[[ Information open ]]

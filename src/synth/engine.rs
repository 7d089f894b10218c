use tracing::{debug, info};

use super::PANIC_FADE_SECS;
use super::sink::AudioSink;
use super::voice::VoicePlan;
use crate::error::PlayError;
use crate::mapping::MappedPeak;

/// Bookkeeping for the one active playback session.
#[derive(Debug, Clone)]
pub struct Session {
    /// Engine time at which the voices were scheduled
    pub started_at: f64,
    pub duration: f64,
    pub voices: Vec<VoicePlan>,
}

impl Session {
    pub fn end(&self) -> f64 {
        self.started_at + self.duration
    }
}

/// Additive-synthesis engine: one oscillator voice per mapped peak, mixed on
/// the sink's master bus. At most one session is active at any instant; a
/// superseding `play` tears the previous one down first.
pub struct SynthesisEngine<S: AudioSink> {
    sink: S,
    session: Option<Session>,
}

impl<S: AudioSink> SynthesisEngine<S> {
    pub fn new(sink: S) -> Self {
        Self {
            sink,
            session: None,
        }
    }

    pub fn sink(&self) -> &S {
        &self.sink
    }

    /// Schedules the peaks as a chord for `duration` seconds and returns the
    /// new session. Validation happens before any voice is touched, so a
    /// rejected call leaves the prior session playing.
    pub fn play(&mut self, peaks: &[MappedPeak], duration: f64) -> Result<&Session, PlayError> {
        if duration <= 0.0 {
            return Err(PlayError::InvalidDuration(duration));
        }
        if peaks.is_empty() {
            return Err(PlayError::NoPeaks);
        }

        self.sink.ensure_running()?;

        // Exactly one active session: a second play passes through Idle.
        self.stop();

        let t0 = self.sink.now();
        let voices: Vec<VoicePlan> = peaks
            .iter()
            .enumerate()
            .map(|(i, peak)| VoicePlan::build(peak, i, peaks.len()))
            .collect();

        for plan in &voices {
            if let Err(e) = self.sink.schedule_voice(*plan, t0, t0 + duration) {
                // Half-scheduled sessions are not allowed to linger.
                self.sink.cancel_all(PANIC_FADE_SECS);
                return Err(e.into());
            }
        }

        info!(voices = voices.len(), duration, "session started");
        Ok(self.session.insert(Session {
            started_at: t0,
            duration,
            voices,
        }))
    }

    /// Idempotent. Fades any live voices out over the panic fade and drops
    /// the session; a no-op when idle or after natural completion.
    pub fn stop(&mut self) {
        self.expire_finished();
        if self.session.take().is_some() {
            self.sink.cancel_all(PANIC_FADE_SECS);
            debug!("session stopped");
        }
    }

    /// Master volume in [0, 1]; applies immediately, with or without an
    /// active session.
    pub fn set_volume(&mut self, volume: f32) {
        self.sink.set_master_gain(volume.clamp(0.0, 1.0));
    }

    pub fn is_playing(&self) -> bool {
        self.session
            .as_ref()
            .is_some_and(|s| self.sink.now() < s.end())
    }

    pub fn session(&self) -> Option<&Session> {
        self.session.as_ref()
    }

    pub fn active_voices(&self) -> usize {
        if self.is_playing() {
            self.session.as_ref().map_or(0, |s| s.voices.len())
        } else {
            0
        }
    }

    /// Sessions self-terminate on the render side; the bookkeeping follows
    /// lazily whenever the engine is observed.
    fn expire_finished(&mut self) {
        if let Some(s) = &self.session {
            if self.sink.now() >= s.end() {
                self.session = None;
            }
        }
    }
}
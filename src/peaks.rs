use serde::{Deserialize, Serialize};

use crate::spectrum::SpectrumSample;

#[derive(Debug, Clone, Serialize, Deserialize)]
pub struct DetectionConfig {
    /// Minimum absorbance (0 -> 1) a candidate must reach
    pub threshold: f32,
    /// Upper bound on returned peaks
    pub max_peaks: usize,
}

impl Default for DetectionConfig {
    fn default() -> Self {
        Self {
            threshold: 0.3,
            max_peaks: 10,
        }
    }
}

#[derive(Debug, Clone, Copy, PartialEq, Serialize, Deserialize)]
pub struct Peak {
    pub wavenumber: f32,
    pub absorbance: f32,
}

/// Extracts absorption peaks from a raw spectrum. Input ordering does not
/// matter; samples are normalized to ascending wavenumber internally. A
/// candidate is a strict local minimum of transmittance at an interior
/// sample. Survivors are ranked by absorbance, capped at `max_peaks`, then
/// returned sorted by wavenumber descending (IR convention, high first).
///
/// Fewer than three samples, or a spectrum with no local minima above the
/// threshold, yields an empty result rather than an error.
pub fn extract(spectrum: &[SpectrumSample], config: &DetectionConfig) -> Vec<Peak> {
    if spectrum.len() < 3 {
        return Vec::new();
    }

    let mut samples = spectrum.to_vec();
    samples.sort_by(|a, b| a.wavenumber.partial_cmp(&b.wavenumber).unwrap());

    let mut candidates: Vec<Peak> = Vec::new();
    for i in 1..samples.len() - 1 {
        let t = samples[i].transmittance;
        if t < samples[i - 1].transmittance && t < samples[i + 1].transmittance {
            let absorbance = samples[i].absorbance();
            if absorbance >= config.threshold {
                candidates.push(Peak {
                    wavenumber: samples[i].wavenumber,
                    absorbance,
                });
            }
        }
    }

    candidates.sort_by(|a, b| b.absorbance.partial_cmp(&a.absorbance).unwrap());
    candidates.truncate(config.max_peaks);
    candidates.sort_by(|a, b| b.wavenumber.partial_cmp(&a.wavenumber).unwrap());
    candidates
}

#[cfg(test)]
mod tests {
    use super::*;

    fn sample(wavenumber: f32, transmittance: f32) -> SpectrumSample {
        SpectrumSample::new(wavenumber, transmittance)
    }

    fn config(threshold: f32, max_peaks: usize) -> DetectionConfig {
        DetectionConfig {
            threshold,
            max_peaks,
        }
    }

    #[test]
    fn finds_interior_local_minima() {
        let spectrum = vec![
            sample(400.0, 80.0),
            sample(500.0, 30.0),
            sample(600.0, 90.0),
            sample(700.0, 45.0),
            sample(800.0, 95.0),
        ];
        let peaks = extract(&spectrum, &config(0.1, 10));
        assert_eq!(peaks.len(), 2);
        // Wavenumber descending
        assert_eq!(peaks[0].wavenumber, 700.0);
        assert_eq!(peaks[1].wavenumber, 500.0);
        assert!((peaks[0].absorbance - 0.55).abs() < 1e-6);
        assert!((peaks[1].absorbance - 0.70).abs() < 1e-6);
    }

    #[test]
    fn tolerates_unsorted_input() {
        let spectrum = vec![
            sample(800.0, 95.0),
            sample(500.0, 30.0),
            sample(400.0, 80.0),
            sample(700.0, 45.0),
            sample(600.0, 90.0),
        ];
        let peaks = extract(&spectrum, &config(0.1, 10));
        assert_eq!(peaks.len(), 2);
        assert_eq!(peaks[0].wavenumber, 700.0);
        assert_eq!(peaks[1].wavenumber, 500.0);
    }

    #[test]
    fn threshold_filters_shallow_peaks() {
        let spectrum = vec![
            sample(400.0, 80.0),
            sample(500.0, 30.0),
            sample(600.0, 90.0),
            sample(700.0, 45.0),
            sample(800.0, 95.0),
        ];
        let peaks = extract(&spectrum, &config(0.6, 10));
        assert_eq!(peaks.len(), 1);
        assert_eq!(peaks[0].wavenumber, 500.0);
        for peak in &peaks {
            assert!(peak.absorbance >= 0.6);
        }
    }

    #[test]
    fn max_peaks_keeps_the_deepest() {
        let spectrum = vec![
            sample(400.0, 80.0),
            sample(500.0, 30.0),
            sample(600.0, 90.0),
            sample(700.0, 45.0),
            sample(800.0, 95.0),
        ];
        let peaks = extract(&spectrum, &config(0.1, 1));
        assert_eq!(peaks.len(), 1);
        assert_eq!(peaks[0].wavenumber, 500.0);
    }

    #[test]
    fn max_peaks_larger_than_candidates_returns_all() {
        let spectrum = vec![
            sample(400.0, 80.0),
            sample(500.0, 30.0),
            sample(600.0, 90.0),
        ];
        let peaks = extract(&spectrum, &config(0.1, 100));
        assert_eq!(peaks.len(), 1);
    }

    #[test]
    fn three_points_with_interior_maximum_yield_nothing() {
        // The only interior sample (2000 cm^-1) is a transmittance maximum,
        // so there is no candidate at all.
        let spectrum = vec![
            sample(3000.0, 20.0),
            sample(2000.0, 90.0),
            sample(1000.0, 50.0),
        ];
        let peaks = extract(&spectrum, &config(0.3, 5));
        assert!(peaks.is_empty());
    }

    #[test]
    fn fewer_than_three_samples_yield_nothing() {
        assert!(extract(&[], &config(0.1, 10)).is_empty());
        assert!(extract(&[sample(400.0, 20.0)], &config(0.1, 10)).is_empty());
        assert!(
            extract(
                &[sample(400.0, 20.0), sample(500.0, 10.0)],
                &config(0.1, 10)
            )
            .is_empty()
        );
    }

    #[test]
    fn flat_spectrum_yields_nothing() {
        let spectrum: Vec<SpectrumSample> =
            (0..20).map(|i| sample(400.0 + i as f32 * 10.0, 50.0)).collect();
        assert!(extract(&spectrum, &config(0.0, 10)).is_empty());
    }

    #[test]
    fn peak_count_never_exceeds_bound() {
        // Sawtooth transmittance: every odd sample is a local minimum.
        let spectrum: Vec<SpectrumSample> = (0..40)
            .map(|i| {
                let t = if i % 2 == 1 { 20.0 } else { 80.0 };
                sample(400.0 + i as f32 * 10.0, t)
            })
            .collect();
        for k in [1, 3, 7, 50] {
            let peaks = extract(&spectrum, &config(0.1, k));
            assert!(peaks.len() <= k);
        }
    }
}
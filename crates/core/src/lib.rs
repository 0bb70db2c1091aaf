//! `movies-core`: the Movie entity shared by the HTTP client and the event consumer.
//!
//! This crate is **pure domain**: no IO, no async, no transport concerns.

pub mod error;
pub mod id;
pub mod movie;

pub use error::{DomainError, DomainResult};
pub use id::MovieId;
pub use movie::{Movie, MovieDraft, MovieUpdate};
//! Domain error model.

use thiserror::Error;

/// Result type used across the domain layer.
pub type DomainResult<T> = Result<T, DomainError>;

/// Domain-level error.
///
/// Only local, deterministic failures live here. Server-side outcomes (not
/// found, name conflicts) are reported by the API and travel as response data.
#[derive(Debug, Error, Clone, PartialEq, Eq)]
pub enum DomainError {
    /// A value failed validation (e.g. blank name).
    #[error("validation failed: {0}")]
    Validation(String),

    /// An identifier was invalid (e.g. parse failure).
    #[error("invalid identifier: {0}")]
    InvalidId(String),
}

impl DomainError {
    pub fn validation(msg: impl Into<String>) -> Self {
        Self::Validation(msg.into())
    }

    pub fn invalid_id(msg: impl Into<String>) -> Self {
        Self::InvalidId(msg.into())
    }
}
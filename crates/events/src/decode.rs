//! Message decoding: topic classification first, then payload parsing.

use thiserror::Error;

use crate::event::{EventKind, MovieEvent, MovieEventPayload, RawMessage};

/// Why a message could not become a [`MovieEvent`].
#[derive(Debug, Error, Clone, PartialEq, Eq)]
pub enum DecodeError {
    #[error("unknown topic `{0}`")]
    UnknownTopic(String),

    #[error("malformed `{topic}` payload: {reason}")]
    Malformed { topic: String, reason: String },
}

impl DecodeError {
    fn malformed(topic: &str, reason: impl ToString) -> Self {
        Self::Malformed {
            topic: topic.to_string(),
            reason: reason.to_string(),
        }
    }
}

pub fn decode(message: &RawMessage) -> Result<MovieEvent, DecodeError> {
    let kind = EventKind::from_topic(&message.topic)
        .ok_or_else(|| DecodeError::UnknownTopic(message.topic.clone()))?;

    let payload: MovieEventPayload = serde_json::from_slice(&message.value)
        .map_err(|e| DecodeError::malformed(&message.topic, e))?;

    if payload.name.trim().is_empty() {
        return Err(DecodeError::malformed(&message.topic, "name is empty"));
    }

    Ok(MovieEvent {
        kind,
        key: message.key.clone(),
        payload,
    })
}

#[cfg(test)]
mod tests {
    use super::*;
    use movies_core::MovieId;
    use serde_json::json;

    fn msg(topic: &str, value: serde_json::Value) -> RawMessage {
        RawMessage::new(topic, value.to_string())
    }

    #[test]
    fn decodes_minimal_payload() {
        let message =
            msg("movie-created", json!({ "id": 1, "name": "Matrix", "year": 1999 })).with_key("1");
        let event = decode(&message).unwrap();
        assert_eq!(event.kind, EventKind::Created);
        assert_eq!(event.key.as_deref(), Some("1"));
        assert_eq!(event.id(), MovieId::new(1));
        assert_eq!(event.payload.rating, None);
    }

    #[test]
    fn ignores_unknown_fields() {
        let event = decode(&msg(
            "movie-updated",
            json!({ "id": 2, "name": "Heat", "year": 1995, "rating": 8.3, "director": "Mann" }),
        ))
        .unwrap();
        assert_eq!(event.payload.rating, Some(8.3));
    }

    #[test]
    fn unknown_topic_is_reported_before_parsing() {
        let err = decode(&RawMessage::new("movie-archived", "not even json")).unwrap_err();
        assert_eq!(err, DecodeError::UnknownTopic("movie-archived".into()));
    }

    #[test]
    fn invalid_json_is_malformed() {
        let err = decode(&RawMessage::new("movie-created", "{ id: 1,")).unwrap_err();
        assert!(
            matches!(err, DecodeError::Malformed { ref topic, .. } if topic == "movie-created")
        );
    }

    #[test]
    fn invalid_utf8_is_malformed() {
        let err = decode(&RawMessage::new("movie-created", vec![0xff, 0xfe, 0x00])).unwrap_err();
        assert!(matches!(err, DecodeError::Malformed { .. }));
    }

    #[test]
    fn missing_required_field_is_malformed() {
        let err = decode(&msg("movie-deleted", json!({ "id": 1, "name": "Matrix" }))).unwrap_err();
        match err {
            DecodeError::Malformed { reason, .. } => assert!(reason.contains("year"), "{reason}"),
            other => panic!("expected Malformed, got {other:?}"),
        }
    }

    #[test]
    fn blank_name_is_malformed() {
        let message = msg("movie-created", json!({ "id": 1, "name": " ", "year": 1999 }));
        let err = decode(&message).unwrap_err();
        assert!(matches!(err, DecodeError::Malformed { .. }));
    }
}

[[ Information closed ]]

With the line that has "no transport concerns." as the first and the line that has "pub enum DomainError" as the last, repeat exactly that run of lines above and no more.

=== Task answer ===
//! This crate is **pure domain**: no IO, no async, no transport concerns.

pub mod error;
pub mod id;
pub mod movie;

pub use error::{DomainError, DomainResult};
pub use id::MovieId;
pub use movie::{Movie, MovieDraft, MovieUpdate};
//! Domain error model.

use thiserror::Error;

/// Result type used across the domain layer.
pub type DomainResult<T> = Result<T, DomainError>;

/// Domain-level error.
///
/// Only local, deterministic failures live here. Server-side outcomes (not
/// found, name conflicts) are reported by the API and travel as response data.
#[derive(Debug, Error, Clone, PartialEq, Eq)]
pub enum DomainError {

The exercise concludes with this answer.